Globalisasi dan perkembangan teknologi yang memungkinkan keluar-masuknya kebudayaan dan informasi dalam waktu singkat menjadi tidak terhindarkan saat ini. Kemajuan teknologi dan perkembangan berbagai disiplin ilmu kebudayaan dari negara-negara maju saat ini yang belum mampu diproduksi oleh Indonesia dapat dijadikan contoh untuk membangun negara ini. Perbedaan-perbedaan yang ada antara kebudayaan yang masuk dapat disikapi dengan menyaring hal tersebut berdasarkan dampak yang dihasilkan. Oleh karena itu untuk menghadapi kondisi ini, berkepribadian dalam kebudayaan tentunya tidak dengan menutup diri dan menolak mentah-mentah tanpa melihat dampak positif yang dapat diraup dari globalisasi.
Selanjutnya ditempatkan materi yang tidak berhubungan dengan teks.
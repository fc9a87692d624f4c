pub use alloy_primitives::{Address, Bytes, B256 as Hash, U256 as Balance};

pub type BlockNumber = u64;
pub type ChainId = u64;
pub type Id = u64;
BAB IV PENUTUP 4.1.Kesimpulan
1. Pikiran-pikiran Soekarno yang dituangkannya dalam Trisakti merupakan upaya untuk mewujudkan Indonesia yang merdeka, berdasar pada 3 bidang yang harus dibenahi yakni politik, ekonomi dan kebudayaan. Nawacita dilihat relevansinya dengan Trisakti sebagai sebuah gagasan memiliki identifikasi masalah yang sama yakni adanya carut-marutnya peran negara imbas dari orientasi politik, ekonomi, dan budayanya. Tetapi ketika dilihat dalam pembahasan yang komprehensif, hal ini tidak menyentuh secara mendasar persoalan yang dihadapi, yakni orientasi ekonomi politik indonesia yang mengarah ke nekolim.
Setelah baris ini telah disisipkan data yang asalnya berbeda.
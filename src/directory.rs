// --- std ---
use std::{collections::HashMap, fs, path::Path, sync::Arc};
// --- crates.io ---
use alloy_json_abi::{Event, Function, JsonAbi};
use serde::Deserialize;
// --- roomwatcher ---
use crate::{
	error::{Error, RoomwatcherResult},
	r#type::*,
};

pub trait ContractDirectory: Send + Sync {
	fn resolve(&self, contract_name: &str) -> RoomwatcherResult<Arc<ContractInfo>>;
}

#[derive(Debug, Deserialize)]
pub struct ContractInfo {
	#[serde(skip)]
	pub name: String,
	pub address: Address,
	pub abi: JsonAbi,
}
impl ContractInfo {
	pub fn event(&self, event_name: impl Into<String>) -> RoomwatcherResult<&Event> {
		let event_name = event_name.into();

		self.abi
			.event(&event_name)
			.and_then(|overloads| overloads.first())
			.ok_or(Error::EventNotFound {
				contract_name: self.name.clone(),
				event_name,
			})
	}

	pub fn function(&self, function_name: impl Into<String>) -> RoomwatcherResult<&Function> {
		let function_name = function_name.into();

		self.abi
			.function(&function_name)
			.and_then(|overloads| overloads.first())
			.ok_or(Error::FunctionNotFound {
				contract_name: self.name.clone(),
				function_name,
			})
	}
}

/// Contracts deployed on one chain, read from a `{ chainId: { ContractName: { address, abi } } }` document.
#[derive(Debug, Default)]
pub struct DeployedContracts {
	pub chain_id: ChainId,
	pub contracts: HashMap<String, Arc<ContractInfo>>,
}
impl DeployedContracts {
	pub fn from_json(json: &str, chain_id: ChainId) -> RoomwatcherResult<Self> {
		let mut chains = serde_json::from_str::<HashMap<String, HashMap<String, ContractInfo>>>(json)
			.map_err(|e| Error::Config(format!("invalid deployments: {}", e)))?;
		let contracts = chains
			.remove(&chain_id.to_string())
			.unwrap_or_default()
			.into_iter()
			.map(|(name, mut info)| {
				info.name = name.clone();

				(name, Arc::new(info))
			})
			.collect::<HashMap<_, _>>();

		if contracts.is_empty() {
			tracing::warn!("No contracts deployed on chain `{}`", chain_id);
		}

		Ok(Self {
			chain_id,
			contracts,
		})
	}

	pub fn load(path: impl AsRef<Path>, chain_id: ChainId) -> RoomwatcherResult<Self> {
		Self::from_json(&fs::read_to_string(path)?, chain_id)
	}
}
impl ContractDirectory for DeployedContracts {
	fn resolve(&self, contract_name: &str) -> RoomwatcherResult<Arc<ContractInfo>> {
		self.contracts
			.get(contract_name)
			.cloned()
			.ok_or_else(|| Error::ContractNotFound {
				contract_name: contract_name.into(),
			})
	}
}

#[cfg(test)]
mod tests {
	// --- roomwatcher ---
	use super::*;
	use crate::mock::{self, BETTING_ROOM};

	#[test]
	fn resolve_known_contract() {
		let deployments = mock::deployments();
		let info = deployments.resolve(BETTING_ROOM).unwrap();

		assert_eq!(info.name, BETTING_ROOM);
		assert_eq!(info.address, mock::contract_address());
		assert!(info.event("RoomJoin").is_ok());
		assert!(info.function("rooms").is_ok());
	}

	#[test]
	fn unknown_names_are_reported() {
		let deployments = mock::deployments();

		assert!(matches!(
			deployments.resolve("Lottery"),
			Err(Error::ContractNotFound { contract_name }) if contract_name == "Lottery"
		));

		let info = deployments.resolve(BETTING_ROOM).unwrap();

		assert!(matches!(
			info.event("RoomLeave"),
			Err(Error::EventNotFound { event_name, .. }) if event_name == "RoomLeave"
		));
		assert!(matches!(
			info.function("leaveRoom"),
			Err(Error::FunctionNotFound { function_name, .. }) if function_name == "leaveRoom"
		));
	}

	#[test]
	fn other_chains_are_ignored() {
		let deployments = DeployedContracts::from_json(mock::DEPLOYMENTS, 1).unwrap();

		assert!(deployments.contracts.is_empty());
	}
}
2. Pada bidang politik terdapat perbedaan penekanan terhadap masalah yang dihadapi oleh Indonesia. Kedaulatan politik dalam Trisakti terfokus pada masalah intervensi asing terhadap kedaulatan Indonesia, sementara penegakan kedaulatan politik yang digagas dalam Nawacita lebih mengutamakan pembangunan politik dalam negeri. Perbedaan penekanan ini didasari oleh kondisi sosio-politik yang berbeda antara konsep Trisakti dengan Nawacita. Kendati terdapat perbedaan identifikasi masalah, hal ini tetap relevan karena Nawacita tetap berpegang pada konsep Trisakti Soekarno, dilihat dari dipertahankannya gagasan politik luar negeri bebas-aktif serta penegasan
posisi rakyat sebagai subyek dalam menjalankan politik yang berdiri diatas realitas dengan bersandarkan kesatuan republik Indonesia.
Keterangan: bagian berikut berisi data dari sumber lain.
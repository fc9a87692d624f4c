//! Decoded contract events.

// --- std ---
use std::collections::BTreeMap;
// --- crates.io ---
use alloy_dyn_abi::{DynSolValue, EventExt};
use alloy_json_abi::Event;
use alloy_primitives::keccak256;
// --- roomwatcher ---
use crate::{
	error::{Error, FetchError, RoomwatcherResult},
	r#type::*,
	source::{BlockRecord, RawLog, ReceiptRecord, TransactionRecord},
};

/// Argument filters keyed by parameter name, `None` leaves the parameter unconstrained.
pub type Filters = BTreeMap<String, Option<DynSolValue>>;

/// Decoded event arguments.
///
/// Named parameters are reachable by name, every parameter is reachable by its declared position. Both
/// views are built once at decode time.
#[derive(Clone, Debug, Default, PartialEq)]
pub struct EventArgs {
	by_name: BTreeMap<String, usize>,
	by_index: Vec<DynSolValue>,
}
impl EventArgs {
	pub fn from_params(params: impl IntoIterator<Item = (String, DynSolValue)>) -> Self {
		let mut args = Self::default();

		for (name, value) in params {
			if !name.is_empty() {
				args.by_name.insert(name, args.by_index.len());
			}

			args.by_index.push(value);
		}

		args
	}

	pub fn get(&self, name: &str) -> Option<&DynSolValue> {
		self.by_name.get(name).and_then(|&i| self.by_index.get(i))
	}

	pub fn at(&self, index: usize) -> Option<&DynSolValue> {
		self.by_index.get(index)
	}

	pub fn len(&self) -> usize {
		self.by_index.len()
	}

	pub fn is_empty(&self) -> bool {
		self.by_index.is_empty()
	}

	pub fn names(&self) -> impl Iterator<Item = &str> {
		self.by_name.keys().map(String::as_str)
	}

	pub fn address(&self, name: &str) -> Option<Address> {
		self.get(name).and_then(DynSolValue::as_address)
	}

	pub fn addresses(&self, name: &str) -> Option<Vec<Address>> {
		self.get(name)?
			.as_array()?
			.iter()
			.map(DynSolValue::as_address)
			.collect()
	}

	pub fn uint(&self, name: &str) -> Option<Balance> {
		self.get(name)
			.and_then(DynSolValue::as_uint)
			.map(|(value, _)| value)
	}

	pub fn block_number(&self, name: &str) -> Option<BlockNumber> {
		self.uint(name).and_then(|value| value.try_into().ok())
	}
}

#[derive(Clone, Debug, PartialEq)]
pub struct EventLog {
	pub address: Address,
	pub block_hash: Option<Hash>,
	pub block_number: Option<BlockNumber>,
	pub transaction_hash: Option<Hash>,
	pub log_index: Option<u64>,
	pub topics: Vec<Hash>,
	pub data: Bytes,
	pub args: EventArgs,
}

#[derive(Clone, Debug, PartialEq)]
pub struct RawEvent {
	pub log: EventLog,
	pub block: Option<BlockRecord>,
	pub transaction: Option<TransactionRecord>,
	pub receipt: Option<ReceiptRecord>,
}
impl RawEvent {
	pub fn args(&self) -> &EventArgs {
		&self.log.args
	}
}

pub fn decode(event: &Event, log: RawLog) -> RoomwatcherResult<EventLog> {
	let decoded = event
		.decode_log_parts(log.topics.iter().copied(), &log.data)
		.map_err(FetchError::from)?;
	let mut indexed = decoded.indexed.into_iter();
	let mut body = decoded.body.into_iter();
	let mut params = Vec::with_capacity(event.inputs.len());

	for input in &event.inputs {
		let value = if input.indexed {
			indexed.next()
		} else {
			body.next()
		}
		.ok_or_else(|| {
			FetchError::UnexpectedResponse(format!(
				"log of `{}` is missing `{}`",
				event.name, input.name
			))
		})?;

		params.push((input.name.clone(), value));
	}

	Ok(EventLog {
		block_number: log.block_number(),
		log_index: log.log_index(),
		address: log.address,
		block_hash: log.block_hash,
		transaction_hash: log.transaction_hash,
		topics: log.topics,
		data: log.data,
		args: EventArgs::from_params(params),
	})
}

/// Topics of an `eth_getLogs` query selecting `event` with the given indexed argument values.
pub fn topics(event: &Event, filters: &Filters) -> RoomwatcherResult<Vec<Option<Hash>>> {
	let invalid = |parameter: &str, reason: &str| Error::InvalidFilter {
		event_name: event.name.clone(),
		parameter: parameter.into(),
		reason: reason.into(),
	};

	for (name, value) in filters {
		if value.is_none() {
			continue;
		}

		match event.inputs.iter().find(|input| &input.name == name) {
			Some(input) if input.indexed => (),
			Some(_) => return Err(invalid(name, "parameter is not indexed")),
			None => return Err(invalid(name, "no such parameter")),
		}
	}

	let mut topics = Vec::with_capacity(4);

	if !event.anonymous {
		topics.push(Some(event.selector()));
	}

	for input in event.inputs.iter().filter(|input| input.indexed) {
		let topic = match filters.get(&input.name) {
			Some(Some(value)) => {
				Some(topic_of(value).ok_or_else(|| invalid(&input.name, "value can not be a topic"))?)
			}
			_ => None,
		};

		topics.push(topic);
	}

	Ok(topics)
}

fn topic_of(value: &DynSolValue) -> Option<Hash> {
	match value {
		DynSolValue::String(s) => Some(keccak256(s.as_bytes())),
		DynSolValue::Bytes(bytes) => Some(keccak256(bytes)),
		value => value.as_word(),
	}
}

/// Whether a filter value counts as unset.
pub fn is_unset(value: Option<&Option<DynSolValue>>) -> bool {
	match value {
		None | Some(None) => true,
		Some(Some(DynSolValue::String(s))) => s.is_empty(),
		Some(Some(DynSolValue::Bytes(bytes))) => bytes.is_empty(),
		_ => false,
	}
}

#[cfg(test)]
mod tests {
	// --- roomwatcher ---
	use super::*;
	use crate::mock::{self, ROOM, ALICE, BOB};

	#[test]
	fn args_by_name_and_position() {
		let log = mock::winners_fetch_log(40, ROOM, &[ALICE, BOB]);
		let info = mock::betting_room();
		let decoded = decode(info.event("WinnersFetch").unwrap(), log).unwrap();
		let args = &decoded.args;

		assert_eq!(args.len(), 2);
		assert_eq!(args.address("roomHash"), Some(ROOM));
		assert_eq!(args.at(0), args.get("roomHash"));
		assert_eq!(args.at(1), args.get("winners"));
		assert_eq!(args.addresses("winners"), Some(vec![ALICE, BOB]));
		assert_eq!(decoded.block_number, Some(40));
	}

	#[test]
	fn unnamed_params_only_by_position() {
		let args = EventArgs::from_params(vec![
			("member".to_owned(), DynSolValue::Address(ALICE)),
			(String::new(), DynSolValue::Bool(true)),
		]);

		assert_eq!(args.names().collect::<Vec<_>>(), vec!["member"]);
		assert_eq!(args.at(1), Some(&DynSolValue::Bool(true)));
		assert_eq!(args.len(), 2);
	}

	#[test]
	fn topics_follow_indexed_params() {
		let info = mock::betting_room();
		let event = info.event("ClaimPrize").unwrap();
		let mut filters = Filters::new();

		filters.insert("member".into(), Some(DynSolValue::Address(BOB)));
		filters.insert("roomHash".into(), None);

		let topics = topics(event, &filters).unwrap();

		assert_eq!(topics.len(), 3);
		assert_eq!(topics[0], Some(event.selector()));
		assert_eq!(topics[1], None);
		assert_eq!(topics[2], Some(BOB.into_word()));
	}

	#[test]
	fn filters_on_body_params_are_rejected() {
		let info = mock::betting_room();
		let event = info.event("WinnersFetch").unwrap();
		let mut filters = Filters::new();

		filters.insert(
			"winners".into(),
			Some(DynSolValue::Array(vec![DynSolValue::Address(ALICE)])),
		);

		assert!(matches!(
			topics(event, &filters),
			Err(Error::InvalidFilter { parameter, .. }) if parameter == "winners"
		));
	}

	#[test]
	fn unset_filter_values() {
		let mut filters = Filters::new();

		filters.insert("a".into(), None);
		filters.insert("b".into(), Some(DynSolValue::String(String::new())));
		filters.insert("c".into(), Some(DynSolValue::Address(ALICE)));

		assert!(is_unset(filters.get("a")));
		assert!(is_unset(filters.get("b")));
		assert!(!is_unset(filters.get("c")));
		assert!(is_unset(filters.get("d")));
	}
}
Dalam bidang ekonomi sejalan dengan gagasan dibidang politiknya, Trisakti menghendaki sebuah perekonomian nasional yang secara orientasi menolak nekolim. Trisakti mengutamakan kekuatan ekonomi dalam negeri sebagai motor utama tanpa menyandarkan diri pada bangsa lain. Gagasan kemandirian ekonomi juga dimaknai bukan sebagai penolakan terhadap bantuan asing melainkan mengkehendaki kerjasama yang setara.
Berkepribadian dalam budaya adalah usaha untuk menyingkirkan dominasi budaya asing yang masuk sembari berusaha memunculkan kepribadian Indonesia yang asli. Munculnya kepribadian Indonesia yang dicirikan dengan kolektivitas dan gotong royong ini diimbangi dengan jiwa juang untuk membangun dunia baru sesuai dengan cita-cita kemerdekaan Indonesia. 3. Signifikansi dari Trisakti sebagai sebuah konsep terhadap Nawacita dapat
dilihat dalam semangatnya untuk membentuk suatu negara yang mampu
suistanable dalam bidang politik, ekonomi dan budaya. Upaya-upaya untuk
melakukan penegasan dalam bidang politik, reorientasi perekonomian dan pembangunan karakter bangsa merupakan hal yang diperlukan untuk menghadapi globalisasi saat ini. Namun usaha untuk menerapkan hal ini secara utuh tentunya akan berbenturan dengan realitas sosio-politik yang terjadi pada saat ini, sehingga diperlukan sebuah pandangan alternatif yang sesuai dengan
kondisi saat ini tanpa harus merubah karakter bangsa yang sesuai dengan semangat Trisakti.